Harmony Tan (born 11 September 1997) is a French professional tennis player.

Tan has career-high WTA rankings of world No. 90 in singles and 302 in doubles. She has won eight singles titles and one doubles title on the ITF Women's Circuit.

Personal life
Harmony Tan is of Chinese Cambodian and Vietnamese
descent.

Career
Tan made her Grand Slam doubles main-draw debut at the 2017 French Open, after having been handed a wildcard to enter the tournament; she and her partner Audrey Albié lost their first-round match to the unseeded pair of Pauline Parmentier and Yanina Wickmayer.

Tan made her WTA Tour and Grand Slam main-draw singles debut at the 2018 US Open, where she entered the main draw on a wildcard, losing her first-round match to Eugenie Bouchard, 3–6, 1–6.

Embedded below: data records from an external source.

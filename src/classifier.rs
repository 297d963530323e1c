//! Email category model: TF-IDF features into a logistic regression.
//!
//! Trained once at startup on the fixed corpus below. The fitted model is
//! immutable afterwards and safe to share across request handlers.

use linfa::Dataset;
use linfa::traits::{Fit, Predict};
use linfa_logistic::{FittedLogisticRegression, LogisticRegression};
use ndarray::{Array1, Array2, Axis};
use serde::{Deserialize, Serialize};
use tracing::info;

use crate::error::ClassifierError;
use crate::nlp::preprocess::preprocess;
use crate::nlp::tfidf::TfIdfVectorizer;

/// Vocabulary cap for the vectorizer.
const MAX_FEATURES: usize = 2000;

/// Solver iteration cap.
const MAX_ITERATIONS: u64 = 1000;

/// Labeled training corpus, fixed at compile time.
pub const TRAINING_SAMPLES: [(&str, Category); 8] = [
    (
        "Hi, can I get an update on ticket #123? The client is asking for ETA.",
        Category::Produtivo,
    ),
    (
        "Please share the contract and signed agreement for client ABC.",
        Category::Produtivo,
    ),
    (
        "Happy holidays and best wishes to the whole team!",
        Category::Improdutivo,
    ),
    (
        "Thanks for your help earlier, much appreciated.",
        Category::Improdutivo,
    ),
    (
        "There is a discrepancy in the latest statement, please investigate.",
        Category::Produtivo,
    ),
    (
        "Congratulations on the new year everyone!",
        Category::Improdutivo,
    ),
    (
        "Attached is the bank reconciliation file. Please confirm receipt.",
        Category::Produtivo,
    ),
    (
        "Just saying hello and hope you're well.",
        Category::Improdutivo,
    ),
];

/// Email category.
///
/// "Produtivo" needs action (requests, disputes, documents to confirm);
/// "Improdutivo" does not (greetings, thanks, season's wishes).
#[derive(Debug, Clone, Copy, PartialEq, Eq, Serialize, Deserialize)]
pub enum Category {
    Produtivo,
    Improdutivo,
}

impl Category {
    /// Portuguese label, exactly as rendered to the user.
    pub fn label(&self) -> &'static str {
        match self {
            Self::Produtivo => "Produtivo",
            Self::Improdutivo => "Improdutivo",
        }
    }
}

impl std::fmt::Display for Category {
    fn fmt(&self, f: &mut std::fmt::Formatter<'_>) -> std::fmt::Result {
        f.write_str(self.label())
    }
}

/// The trained classifier: vectorizer plus fitted model.
pub struct EmailClassifier {
    vectorizer: TfIdfVectorizer,
    model: FittedLogisticRegression<f64, &'static str>,
}

impl EmailClassifier {
    /// Train on the fixed corpus. Called once at startup.
    pub fn train() -> Result<Self, ClassifierError> {
        let documents: Vec<String> = TRAINING_SAMPLES
            .iter()
            .map(|(text, _)| preprocess(text))
            .collect();

        let mut vectorizer = TfIdfVectorizer::new(MAX_FEATURES);
        vectorizer.fit(&documents);

        let rows = documents.len();
        let cols = vectorizer.vocabulary_size();
        let mut flat = Vec::with_capacity(rows * cols);
        for doc in &documents {
            flat.extend(vectorizer.transform(doc));
        }
        let records = Array2::from_shape_vec((rows, cols), flat)
            .map_err(|e| ClassifierError::Features(e.to_string()))?;
        let targets: Array1<&'static str> = TRAINING_SAMPLES
            .iter()
            .map(|(_, category)| category.label())
            .collect();

        let dataset = Dataset::new(records, targets);
        let model = LogisticRegression::default()
            .max_iterations(MAX_ITERATIONS)
            .fit(&dataset)
            .map_err(|e| ClassifierError::Training(e.to_string()))?;

        info!(samples = rows, features = cols, "Classifier trained");

        Ok(Self { vectorizer, model })
    }

    /// Classify preprocessed email text.
    ///
    /// Always returns one of the two labels; an empty or fully unknown input
    /// becomes an all-zero feature row and still gets a prediction.
    pub fn classify(&self, preprocessed: &str) -> Category {
        let row = Array1::from_vec(self.vectorizer.transform(preprocessed));
        let features = row.insert_axis(Axis(0));
        let predicted = self.model.predict(&features);

        // The model only knows the two labels it was trained with.
        if predicted[0] == Category::Produtivo.label() {
            Category::Produtivo
        } else {
            Category::Improdutivo
        }
    }

    /// Number of features in the fitted vocabulary.
    pub fn feature_count(&self) -> usize {
        self.vectorizer.vocabulary_size()
    }
}

#[cfg(test)]
mod tests {
    use super::*;

    #[test]
    fn category_labels() {
        assert_eq!(Category::Produtivo.label(), "Produtivo");
        assert_eq!(Category::Improdutivo.label(), "Improdutivo");
        assert_eq!(Category::Produtivo.to_string(), "Produtivo");
    }

    #[test]
    fn category_serialization() {
        let json = serde_json::to_value(Category::Improdutivo).unwrap();
        assert_eq!(json, "Improdutivo");
        let back: Category = serde_json::from_value(json).unwrap();
        assert_eq!(back, Category::Improdutivo);
    }

    #[test]
    fn train_builds_a_model() {
        let classifier = EmailClassifier::train().unwrap();
        assert!(classifier.feature_count() > 0);
        assert!(classifier.feature_count() <= MAX_FEATURES);
    }

    #[test]
    fn classifies_every_training_sample_correctly() {
        let classifier = EmailClassifier::train().unwrap();
        for (text, expected) in TRAINING_SAMPLES {
            let predicted = classifier.classify(&preprocess(text));
            assert_eq!(predicted, expected, "misclassified: {text}");
        }
    }

    #[test]
    fn classifies_congratulations_as_improdutivo() {
        let classifier = EmailClassifier::train().unwrap();
        let normalized = preprocess("Congratulations on the new year everyone!");
        assert_eq!(classifier.classify(&normalized), Category::Improdutivo);
    }

    #[test]
    fn classifies_contract_request_as_produtivo() {
        let classifier = EmailClassifier::train().unwrap();
        let normalized =
            preprocess("Please share the contract and signed agreement for client ABC.");
        assert_eq!(classifier.classify(&normalized), Category::Produtivo);
    }

    #[test]
    fn empty_input_still_gets_a_label() {
        let classifier = EmailClassifier::train().unwrap();
        let category = classifier.classify("");
        assert!(matches!(
            category,
            Category::Produtivo | Category::Improdutivo
        ));
    }

    #[test]
    fn unknown_vocabulary_still_gets_a_label() {
        let classifier = EmailClassifier::train().unwrap();
        let category = classifier.classify(preprocess("xyzzy plugh frobnicate").as_str());
        assert!(matches!(
            category,
            Category::Produtivo | Category::Improdutivo
        ));
    }
}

Tan made her main-draw singles debut on the WTA Challenger Tour in January 2019 in Newport Beach, where she won her first- and second-round matches (against Katharina Gerlach and Sachia Vickery, respectively) before losing to Taylor Townsend. In May 2019, Tan entered a WTA Tour singles main draw for only the second time in her career in Strasbourg thanks to a wildcard; she lost her first-round match to No. 7 seed, Zheng Saisai, 6–7, 6–7.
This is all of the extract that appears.